■ **What to produce**
Every record must appear in your reply exactly as written.

Material supplied: Begin

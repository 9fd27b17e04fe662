//! Drawing effects layered on top of the basic fills: drop shadow blur and watermark text.

pub(crate) mod blur;
pub mod shadow;
pub mod watermark;
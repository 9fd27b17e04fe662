use super::*;
use crate::render::target::Surface;

fn solid_image(w: u32, h: u32, px: [u8; 4]) -> SourceImage {
    let mut bytes = Vec::with_capacity((w * h * 4) as usize);
    for _ in 0..w * h {
        bytes.extend_from_slice(&px);
    }
    SourceImage::from_rgba8(w, h, bytes).unwrap()
}

fn flat_style(side: u32) -> StyleParameters {
    let mut s = StyleParameters {
        canvas_size: PixelSize::new(side, side),
        ..StyleParameters::default()
    };
    s.shadow.opacity_percent = 0.0;
    s
}

fn render(style: &StyleParameters, source: Option<&SourceImage>, k: f64) -> (Surface, RenderReport) {
    let mut compositor = Compositor::new(FontLibrary::new());
    let mut surface = Surface::new(style.canvas_size).unwrap();
    let report = compositor.render(&mut surface, style, source, k);
    (surface, report)
}

const WHITE: [u8; 4] = [255, 255, 255, 255];
const RED: [u8; 4] = [255, 0, 0, 255];
const BLACK: [u8; 4] = [0, 0, 0, 255];

#[test]
fn no_image_draws_background_only() {
    let mut style = flat_style(40);
    style.background_color = "#336699".to_owned();
    let (surface, report) = render(&style, None, 1.0);
    assert_eq!(report.drawn, vec![Pass::Background]);
    assert!(report.is_clean());
    assert!(report.layout.is_none());
    for px in surface.premul_rgba8().chunks_exact(4) {
        assert_eq!(px, [0x33, 0x66, 0x99, 255]);
    }
}

#[test]
fn image_is_centered_over_background() {
    let style = flat_style(100);
    let img = solid_image(50, 50, RED);
    let (surface, report) = render(&style, Some(&img), 1.0);
    assert!(report.drew(Pass::Image));
    assert!(!report.drew(Pass::Border));
    assert_eq!(surface.pixel(50, 50), Some(RED));
    assert_eq!(surface.pixel(26, 26), Some(RED));
    assert_eq!(surface.pixel(73, 73), Some(RED));
    assert_eq!(surface.pixel(23, 50), Some(WHITE));
    assert_eq!(surface.pixel(76, 50), Some(WHITE));
}

#[test]
fn border_surrounds_image() {
    let mut style = flat_style(100);
    style.border.enabled = true;
    style.border.width_px = 5.0;
    style.border.color = "#000000".to_owned();
    let img = solid_image(50, 50, RED);
    let (surface, report) = render(&style, Some(&img), 1.0);
    assert!(report.drew(Pass::Border));
    for (x, y) in [(22, 50), (77, 50), (50, 22), (50, 77)] {
        assert_eq!(surface.pixel(x, y), Some(BLACK), "({x}, {y})");
    }
    assert_eq!(surface.pixel(50, 50), Some(RED));
    assert_eq!(surface.pixel(18, 50), Some(WHITE));
}

#[test]
fn full_radius_clips_to_circle() {
    let mut style = flat_style(100);
    style.border_radius_percent = 50;
    let img = solid_image(50, 50, RED);
    let (surface, _) = render(&style, Some(&img), 1.0);
    assert_eq!(surface.pixel(50, 50), Some(RED));
    assert_eq!(surface.pixel(26, 26), Some(WHITE));
    assert_eq!(surface.pixel(73, 26), Some(WHITE));
    assert_eq!(surface.pixel(50, 26), Some(RED));
}

#[test]
fn shadow_darkens_below_the_block() {
    let mut style = flat_style(100);
    style.shadow.opacity_percent = 20.0;
    let img = solid_image(50, 50, RED);
    let (surface, report) = render(&style, Some(&img), 1.0);
    assert!(report.drew(Pass::Shadow));
    let below = surface.pixel(50, 77).unwrap();
    assert!(below[0] < 250, "{below:?}");
    assert_eq!(surface.pixel(2, 2), Some(WHITE));
    assert_eq!(surface.pixel(50, 50), Some(RED));
}

#[test]
fn zero_scale_factor_keeps_background() {
    let style = flat_style(20);
    let img = solid_image(4, 4, RED);
    let (surface, report) = render(&style, Some(&img), 0.0);
    assert!(report.failure(Pass::Image).is_some());
    assert_eq!(report.drawn, vec![Pass::Background]);
    assert_eq!(surface.pixel(10, 10), Some(WHITE));
}

#[test]
fn missing_font_fails_only_the_watermark() {
    let mut style = flat_style(100);
    style.watermark.enabled = true;
    style.watermark.text = "hello".to_owned();
    let img = solid_image(50, 50, RED);

    let (marked, report) = render(&style, Some(&img), 1.0);
    assert!(report.failure(Pass::Watermark).is_some());
    assert!(report.drew(Pass::Image));
    assert!(report.watermark.is_none());

    style.watermark.enabled = false;
    let (plain, report) = render(&style, Some(&img), 1.0);
    assert!(report.is_clean());
    assert_eq!(marked.premul_rgba8(), plain.premul_rgba8());
}

#[test]
fn rerender_overwrites_previous_pixels() {
    let mut compositor = Compositor::new(FontLibrary::new());
    let mut style = flat_style(30);
    let mut surface = Surface::new(style.canvas_size).unwrap();
    let img = solid_image(10, 10, RED);

    compositor.render(&mut surface, &style, Some(&img), 1.0);
    assert_eq!(surface.pixel(15, 15), Some(RED));

    style.background_color = "#000000".to_owned();
    compositor.render(&mut surface, &style, None, 1.0);
    assert_eq!(surface.pixel(15, 15), Some(BLACK));
}

#[test]
fn watermark_draws_with_system_font() {
    let fonts = FontLibrary::with_system_fonts();
    if fonts.face_count() == 0 {
        return;
    }
    let mut compositor = Compositor::new(fonts);
    let mut style = flat_style(200);
    style.watermark.enabled = true;
    style.watermark.text = "WWWW".to_owned();
    style.watermark.color = "#000000".to_owned();
    style.watermark.opacity_percent = 100.0;
    style.watermark.size_percent = 15.0;
    let img = solid_image(160, 160, WHITE);

    let mut surface = Surface::new(style.canvas_size).unwrap();
    let report = compositor.render(&mut surface, &style, Some(&img), 1.0);
    assert!(report.drew(Pass::Watermark), "{report:?}");
    let p = report.watermark.unwrap();
    assert_eq!(p.font_size, 24.0);

    let dark = surface
        .premul_rgba8()
        .chunks_exact(4)
        .filter(|px| px[0] < 128)
        .count();
    assert!(dark > 0);
}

Material supplied: End

■ **Result below**
repository 9fd27b17e04fe662
//! Drawing effects layered on top of the basic fills: drop shadow blur and watermark text.

pub(crate) mod blur;
pub mod shadow;
pub mod watermark;
repository 9fd27b17e04fe662
use super::*;
use crate::render::target::Surface;

fn solid_image(w: u32, h: u32, px: [u8; 4]) -> SourceImage {
    let mut bytes = Vec::with_capacity((w * h * 4) as usize);
    for _ in 0..w * h {
        bytes.extend_from_slice(&px);
    }
    SourceImage::from_rgba8(w, h, bytes).unwrap()
}

fn flat_style(side: u32) -> StyleParameters {
    let mut s = StyleParameters {
        canvas_size: PixelSize::new(side, side),
        ..StyleParameters::default()
    };
    s.shadow.opacity_percent = 0.0;
    s
}

fn render(style: &StyleParameters, source: Option<&SourceImage>, k: f64) -> (Surface, RenderReport) {
    let mut compositor = Compositor::new(FontLibrary::new());
    let mut surface = Surface::new(style.canvas_size).unwrap();
    let report = compositor.render(&mut surface, style, source, k);
    (surface, report)
}

const WHITE: [u8; 4] = [255, 255, 255, 255];
const RED: [u8; 4] = [255, 0, 0, 255];
const BLACK: [u8; 4] = [0, 0, 0, 255];

#[test]
fn no_image_draws_background_only() {
    let mut style = flat_style(40);
    style.background_color = "#336699".to_owned();
    let (surface, report) = render(&style, None, 1.0);
    assert_eq!(report.drawn, vec![Pass::Background]);
    assert!(report.is_clean());
    assert!(report.layout.is_none());
    for px in surface.premul_rgba8().chunks_exact(4) {
        assert_eq!(px, [0x33, 0x66, 0x99, 255]);
    }
}

#[test]
fn image_is_centered_over_background() {
    let style = flat_style(100);
    let img = solid_image(50, 50, RED);
    let (surface, report) = render(&style, Some(&img), 1.0);
    assert!(report.drew(Pass::Image));
    assert!(!report.drew(Pass::Border));
    assert_eq!(surface.pixel(50, 50), Some(RED));
    assert_eq!(surface.pixel(26, 26), Some(RED));
    assert_eq!(surface.pixel(73, 73), Some(RED));
    assert_eq!(surface.pixel(23, 50), Some(WHITE));
    assert_eq!(surface.pixel(76, 50), Some(WHITE));
}

#[test]
fn border_surrounds_image() {
    let mut style = flat_style(100);
    style.border.enabled = true;
    style.border.width_px = 5.0;
    style.border.color = "#000000".to_owned();
    let img = solid_image(50, 50, RED);
    let (surface, report) = render(&style, Some(&img), 1.0);
    assert!(report.drew(Pass::Border));
    for (x, y) in [(22, 50), (77, 50), (50, 22), (50, 77)] {
        assert_eq!(surface.pixel(x, y), Some(BLACK), "({x}, {y})");
    }
    assert_eq!(surface.pixel(50, 50), Some(RED));
    assert_eq!(surface.pixel(18, 50), Some(WHITE));
}

#[test]
fn full_radius_clips_to_circle() {
    let mut style = flat_style(100);
    style.border_radius_percent = 50;
    let img = solid_image(50, 50, RED);
    let (surface, _) = render(&style, Some(&img), 1.0);
    assert_eq!(surface.pixel(50, 50), Some(RED));
    assert_eq!(surface.pixel(26, 26), Some(WHITE));
    assert_eq!(surface.pixel(73, 26), Some(WHITE));
    assert_eq!(surface.pixel(50, 26), Some(RED));
}

#[test]
fn shadow_darkens_below_the_block() {
    let mut style = flat_style(100);
    style.shadow.opacity_percent = 20.0;
    let img = solid_image(50, 50, RED);
    let (surface, report) = render(&style, Some(&img), 1.0);
    assert!(report.drew(Pass::Shadow));
    let below = surface.pixel(50, 77).unwrap();
    assert!(below[0] < 250, "{below:?}");
    assert_eq!(surface.pixel(2, 2), Some(WHITE));
    assert_eq!(surface.pixel(50, 50), Some(RED));
}

#[test]
fn zero_scale_factor_keeps_background() {
    let style = flat_style(20);
    let img = solid_image(4, 4, RED);
    let (surface, report) = render(&style, Some(&img), 0.0);
    assert!(report.failure(Pass::Image).is_some());
    assert_eq!(report.drawn, vec![Pass::Background]);
    assert_eq!(surface.pixel(10, 10), Some(WHITE));
}

#[test]
fn missing_font_fails_only_the_watermark() {
    let mut style = flat_style(100);
    style.watermark.enabled = true;
    style.watermark.text = "hello".to_owned();
    let img = solid_image(50, 50, RED);

    let (marked, report) = render(&style, Some(&img), 1.0);
    assert!(report.failure(Pass::Watermark).is_some());
    assert!(report.drew(Pass::Image));
    assert!(report.watermark.is_none());

    style.watermark.enabled = false;
    let (plain, report) = render(&style, Some(&img), 1.0);
    assert!(report.is_clean());
    assert_eq!(marked.premul_rgba8(), plain.premul_rgba8());
}

#[test]
fn rerender_overwrites_previous_pixels() {
    let mut compositor = Compositor::new(FontLibrary::new());
    let mut style = flat_style(30);
    let mut surface = Surface::new(style.canvas_size).unwrap();
    let img = solid_image(10, 10, RED);

    compositor.render(&mut surface, &style, Some(&img), 1.0);
    assert_eq!(surface.pixel(15, 15), Some(RED));

    style.background_color = "#000000".to_owned();
    compositor.render(&mut surface, &style, None, 1.0);
    assert_eq!(surface.pixel(15, 15), Some(BLACK));
}

#[test]
fn watermark_draws_with_system_font() {
    let fonts = FontLibrary::with_system_fonts();
    if fonts.face_count() == 0 {
        return;
    }
    let mut compositor = Compositor::new(fonts);
    let mut style = flat_style(200);
    style.watermark.enabled = true;
    style.watermark.text = "WWWW".to_owned();
    style.watermark.color = "#000000".to_owned();
    style.watermark.opacity_percent = 100.0;
    style.watermark.size_percent = 15.0;
    let img = solid_image(160, 160, WHITE);

    let mut surface = Surface::new(style.canvas_size).unwrap();
    let report = compositor.render(&mut surface, &style, Some(&img), 1.0);
    assert!(report.drew(Pass::Watermark), "{report:?}");
    let p = report.watermark.unwrap();
    assert_eq!(p.font_size, 24.0);

    let dark = surface
        .premul_rgba8()
        .chunks_exact(4)
        .filter(|px| px[0] < 128)
        .count();
    assert!(dark > 0);
}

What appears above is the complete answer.